§ EXERCISE DETAILS: Which lines below contain "Formatter"? Copy every one of them.
Top of DATASET EXTRACT
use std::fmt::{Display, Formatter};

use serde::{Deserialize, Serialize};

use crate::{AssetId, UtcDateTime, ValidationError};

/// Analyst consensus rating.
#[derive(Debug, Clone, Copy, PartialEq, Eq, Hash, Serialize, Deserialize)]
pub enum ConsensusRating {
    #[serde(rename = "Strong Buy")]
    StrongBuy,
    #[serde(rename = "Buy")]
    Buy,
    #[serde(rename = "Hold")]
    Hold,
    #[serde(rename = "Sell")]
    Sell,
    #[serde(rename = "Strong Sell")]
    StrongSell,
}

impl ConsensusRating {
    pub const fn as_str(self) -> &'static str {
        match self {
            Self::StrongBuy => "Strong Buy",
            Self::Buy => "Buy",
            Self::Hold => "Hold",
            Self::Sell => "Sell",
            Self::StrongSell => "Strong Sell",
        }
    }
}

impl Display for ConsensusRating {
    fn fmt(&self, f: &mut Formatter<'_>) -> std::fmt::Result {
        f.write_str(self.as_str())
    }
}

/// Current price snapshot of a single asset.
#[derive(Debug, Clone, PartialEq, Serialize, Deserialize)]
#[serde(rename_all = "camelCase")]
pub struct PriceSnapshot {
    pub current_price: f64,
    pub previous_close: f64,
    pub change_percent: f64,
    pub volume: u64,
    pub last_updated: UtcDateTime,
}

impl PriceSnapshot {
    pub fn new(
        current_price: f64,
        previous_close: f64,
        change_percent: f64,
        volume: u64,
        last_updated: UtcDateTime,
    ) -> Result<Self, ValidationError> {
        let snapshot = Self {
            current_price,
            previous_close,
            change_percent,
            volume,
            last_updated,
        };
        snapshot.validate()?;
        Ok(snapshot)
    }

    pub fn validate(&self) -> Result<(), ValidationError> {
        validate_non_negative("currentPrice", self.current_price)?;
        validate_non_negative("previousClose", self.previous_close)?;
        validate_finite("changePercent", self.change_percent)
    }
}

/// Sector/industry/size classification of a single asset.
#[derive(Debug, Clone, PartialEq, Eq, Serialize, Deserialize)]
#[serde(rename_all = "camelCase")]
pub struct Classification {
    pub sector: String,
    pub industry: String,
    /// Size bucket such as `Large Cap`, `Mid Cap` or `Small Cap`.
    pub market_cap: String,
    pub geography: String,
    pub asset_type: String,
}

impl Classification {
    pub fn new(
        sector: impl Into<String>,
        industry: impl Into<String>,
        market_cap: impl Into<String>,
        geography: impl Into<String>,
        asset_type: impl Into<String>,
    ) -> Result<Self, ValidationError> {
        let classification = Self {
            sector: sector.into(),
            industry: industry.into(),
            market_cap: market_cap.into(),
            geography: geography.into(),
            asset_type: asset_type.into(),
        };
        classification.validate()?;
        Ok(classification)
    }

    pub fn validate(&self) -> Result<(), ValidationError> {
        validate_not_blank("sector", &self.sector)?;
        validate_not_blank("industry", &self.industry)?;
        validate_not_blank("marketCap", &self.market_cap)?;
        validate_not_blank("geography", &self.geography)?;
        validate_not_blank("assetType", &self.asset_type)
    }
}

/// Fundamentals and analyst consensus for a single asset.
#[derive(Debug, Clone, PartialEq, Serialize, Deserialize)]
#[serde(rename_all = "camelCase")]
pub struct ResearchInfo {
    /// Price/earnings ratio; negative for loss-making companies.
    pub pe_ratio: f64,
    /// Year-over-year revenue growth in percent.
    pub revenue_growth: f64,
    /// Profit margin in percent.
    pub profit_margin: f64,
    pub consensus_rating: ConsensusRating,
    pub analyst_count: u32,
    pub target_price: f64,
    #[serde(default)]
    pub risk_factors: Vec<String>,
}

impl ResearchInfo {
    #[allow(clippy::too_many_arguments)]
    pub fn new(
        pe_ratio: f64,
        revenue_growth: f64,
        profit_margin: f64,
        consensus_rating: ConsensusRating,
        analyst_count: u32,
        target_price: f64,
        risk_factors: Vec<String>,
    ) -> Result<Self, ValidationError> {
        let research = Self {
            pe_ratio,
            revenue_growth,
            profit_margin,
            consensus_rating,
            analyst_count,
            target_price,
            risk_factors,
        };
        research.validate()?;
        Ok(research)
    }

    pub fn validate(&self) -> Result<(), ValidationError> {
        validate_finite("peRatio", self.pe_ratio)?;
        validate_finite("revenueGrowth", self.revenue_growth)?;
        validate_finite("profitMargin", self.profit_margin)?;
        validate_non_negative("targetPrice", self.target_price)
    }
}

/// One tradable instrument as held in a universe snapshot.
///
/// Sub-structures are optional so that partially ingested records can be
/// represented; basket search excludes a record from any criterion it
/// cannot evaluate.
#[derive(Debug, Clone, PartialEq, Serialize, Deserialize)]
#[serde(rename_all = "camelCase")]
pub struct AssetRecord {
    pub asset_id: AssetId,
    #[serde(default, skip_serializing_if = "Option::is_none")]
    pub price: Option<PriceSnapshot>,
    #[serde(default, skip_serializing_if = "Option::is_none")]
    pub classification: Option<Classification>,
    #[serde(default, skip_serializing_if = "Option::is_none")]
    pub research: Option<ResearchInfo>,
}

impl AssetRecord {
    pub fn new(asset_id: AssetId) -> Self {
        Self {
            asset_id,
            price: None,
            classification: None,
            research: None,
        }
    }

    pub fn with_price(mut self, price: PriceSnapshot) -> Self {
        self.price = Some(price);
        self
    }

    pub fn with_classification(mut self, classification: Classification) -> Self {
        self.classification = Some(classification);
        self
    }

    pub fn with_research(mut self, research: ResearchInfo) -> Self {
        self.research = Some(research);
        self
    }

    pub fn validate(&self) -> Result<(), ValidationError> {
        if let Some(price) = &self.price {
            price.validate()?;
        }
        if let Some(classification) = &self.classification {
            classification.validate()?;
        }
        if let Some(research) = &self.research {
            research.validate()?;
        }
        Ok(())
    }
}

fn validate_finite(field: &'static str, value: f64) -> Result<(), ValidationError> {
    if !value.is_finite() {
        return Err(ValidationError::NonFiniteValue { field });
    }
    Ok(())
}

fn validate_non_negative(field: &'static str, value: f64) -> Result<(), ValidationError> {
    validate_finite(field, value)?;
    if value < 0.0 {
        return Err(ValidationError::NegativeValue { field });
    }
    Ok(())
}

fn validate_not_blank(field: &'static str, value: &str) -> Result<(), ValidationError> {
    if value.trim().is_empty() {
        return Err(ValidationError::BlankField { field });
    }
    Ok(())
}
Bottom of DATASET EXTRACT
Top of DATASET EXTRACT
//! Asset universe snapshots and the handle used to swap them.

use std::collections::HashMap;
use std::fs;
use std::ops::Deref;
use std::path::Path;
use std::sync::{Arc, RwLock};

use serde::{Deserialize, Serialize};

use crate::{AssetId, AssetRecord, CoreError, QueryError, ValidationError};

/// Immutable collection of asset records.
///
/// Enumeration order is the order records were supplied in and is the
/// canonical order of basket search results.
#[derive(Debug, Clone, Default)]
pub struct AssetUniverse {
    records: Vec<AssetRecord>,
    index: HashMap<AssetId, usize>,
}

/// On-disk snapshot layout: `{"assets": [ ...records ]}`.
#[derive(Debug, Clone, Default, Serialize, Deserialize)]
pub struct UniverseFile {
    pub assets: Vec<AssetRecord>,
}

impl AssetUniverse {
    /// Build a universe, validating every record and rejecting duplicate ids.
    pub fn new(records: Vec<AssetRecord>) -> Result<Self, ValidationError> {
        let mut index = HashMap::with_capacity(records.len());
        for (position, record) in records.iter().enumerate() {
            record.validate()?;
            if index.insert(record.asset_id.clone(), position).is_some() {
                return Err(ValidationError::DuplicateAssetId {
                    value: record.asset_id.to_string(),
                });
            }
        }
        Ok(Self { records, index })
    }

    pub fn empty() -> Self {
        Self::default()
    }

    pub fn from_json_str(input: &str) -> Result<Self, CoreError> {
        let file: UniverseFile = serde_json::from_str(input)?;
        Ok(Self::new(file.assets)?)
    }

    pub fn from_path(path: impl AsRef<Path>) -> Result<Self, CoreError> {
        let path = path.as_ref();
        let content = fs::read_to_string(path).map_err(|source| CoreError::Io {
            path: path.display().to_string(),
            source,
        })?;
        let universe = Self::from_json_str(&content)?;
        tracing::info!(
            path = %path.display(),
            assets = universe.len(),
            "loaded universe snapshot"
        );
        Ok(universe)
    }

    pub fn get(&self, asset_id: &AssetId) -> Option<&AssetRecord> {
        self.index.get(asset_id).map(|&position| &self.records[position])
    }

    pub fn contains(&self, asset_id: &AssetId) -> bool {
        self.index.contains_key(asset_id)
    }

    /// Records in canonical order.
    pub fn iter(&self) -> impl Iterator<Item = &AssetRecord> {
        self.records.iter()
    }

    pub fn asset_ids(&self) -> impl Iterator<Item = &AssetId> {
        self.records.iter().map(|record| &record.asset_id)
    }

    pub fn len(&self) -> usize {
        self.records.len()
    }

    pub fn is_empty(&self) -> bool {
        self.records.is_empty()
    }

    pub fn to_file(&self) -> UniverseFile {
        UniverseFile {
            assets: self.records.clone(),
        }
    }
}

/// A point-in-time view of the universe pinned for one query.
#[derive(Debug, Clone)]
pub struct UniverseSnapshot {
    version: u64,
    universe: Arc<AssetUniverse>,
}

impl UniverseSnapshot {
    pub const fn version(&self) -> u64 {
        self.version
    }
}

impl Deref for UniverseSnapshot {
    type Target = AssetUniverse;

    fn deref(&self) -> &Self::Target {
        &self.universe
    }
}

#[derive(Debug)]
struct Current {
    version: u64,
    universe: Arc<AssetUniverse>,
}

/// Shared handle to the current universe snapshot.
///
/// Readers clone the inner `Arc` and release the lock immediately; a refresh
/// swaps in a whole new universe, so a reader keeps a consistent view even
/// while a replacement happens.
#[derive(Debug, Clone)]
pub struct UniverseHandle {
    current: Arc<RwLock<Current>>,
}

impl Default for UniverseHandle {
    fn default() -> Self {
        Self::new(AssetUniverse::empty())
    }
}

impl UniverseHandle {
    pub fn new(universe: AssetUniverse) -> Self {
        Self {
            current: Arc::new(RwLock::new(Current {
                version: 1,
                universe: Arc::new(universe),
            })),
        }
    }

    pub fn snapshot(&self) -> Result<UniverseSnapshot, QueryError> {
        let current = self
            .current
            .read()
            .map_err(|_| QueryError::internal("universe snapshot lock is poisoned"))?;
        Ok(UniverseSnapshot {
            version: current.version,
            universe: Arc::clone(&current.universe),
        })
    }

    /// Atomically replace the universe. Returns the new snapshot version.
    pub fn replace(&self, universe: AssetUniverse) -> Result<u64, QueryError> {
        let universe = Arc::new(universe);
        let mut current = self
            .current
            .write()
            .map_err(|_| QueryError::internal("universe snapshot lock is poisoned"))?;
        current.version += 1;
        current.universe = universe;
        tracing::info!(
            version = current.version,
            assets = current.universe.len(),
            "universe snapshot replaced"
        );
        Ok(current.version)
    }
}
Bottom of DATASET EXTRACT
§ ANSWER BELOW:
use std::fmt::{Display, Formatter};
    fn fmt(&self, f: &mut Formatter<'_>) -> std::fmt::Result {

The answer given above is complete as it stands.